There is often not one simple explanation for mental illness and people should not make the mistake of thinking they can control it on their own. Whether it is supposedly all chemical, all psychological, or some combination, anyone who thinks they may have a problem really needs to see a professional, because it is complicated!

SeventhSense's avatar

@serena933
On behalf of the collective, thank you for a well constructed and helpful general overview of the subject.

Joybird's avatar

It’s a good question and it’s something I had a discussion about today with a collegue. Perhaps being privy to our conversation will help you understand the dilemma in answering this question. We have a student who is obviously personality disordered. Now given his history of being given mass amounts of heroin early in his youth by a parent we wonder how much of this “personality” manifestation may be due to frontal lobe damage not unlike someone who suffers a fall or illness and has TBI (Traumatic brain injury). Drugs, illness, disease and birth defect can result in permanent damage.
Not everything that is mental illness is physical. For example as shown above Personality disorders are considered a long standing pattern of thinking and companion behaviors that result in impairment in any one of several areas of functioning. I would not consider persons with Borderline Personality disorder to be suffering from an illness with a physical basis.

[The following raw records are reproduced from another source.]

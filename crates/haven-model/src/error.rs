use thiserror::Error;
use uuid::Uuid;

/// Errors produced by tree mutation on a [`Database`](crate::Database).
#[derive(Debug, Error, PartialEq, Eq)]
pub enum ModelError {
    #[error("no group with UUID {0} exists in this database")]
    UnknownGroup(Uuid),

    #[error("no entry with UUID {0} exists in this database")]
    UnknownEntry(Uuid),

    #[error("a node with UUID {0} already exists in this database")]
    DuplicateUuid(Uuid),

    #[error("moving group {group} under {new_parent} would create a cycle")]
    WouldCreateCycle { group: Uuid, new_parent: Uuid },

    #[error("the root group cannot be relocated or removed")]
    RootMutation,
}

pub type ModelResult<T> = Result<T, ModelError>;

I would say the same about any number of other personality disorders.
The young man I discussed demonstrates a combination of BPD traits and Narcissitic personality disordered traits. I will be working with him using Dialectical Behavioral Treatment skills, a modality of Cognitive behavioral treatment. Change in thinking and behavior across time will tell how much of his thinking and behavior is the result of history or whether brain damage is a precursor. I had another similar student last year who has made remarkable progress when when other people insisted that she had Bipolar disorder…an incorrect diagnosis in her case.
This area of science is not cut and dried. People aren’t routinely sent to have their brain functioning imaged and so you rely on other forms of therapeutic diagnostis and intervention to understand where the issues lie and develop a treatment plan. when the plan isn’t working you have to look at all kinds of treatment failure as well as the possibility that something physical is causing the presentation and change resistance.

GracieT's avatar

@joybird, yeah! I had a frontal lobe coup-contra coup TBI, plus I am bipolar, plus I am sometimes OC, and also sometimes ADD. I can’t win! ;o) I just have to not concentrate on the labels. They are just parts of the me of now, and I can’t just stop living!

Joybird's avatar

@GracieT Yep…that’s exactly the right attitude to have. You have to work with what you got and make the best of the hand being played.

GracieT's avatar

@Joybird, sometimes it is just too hard.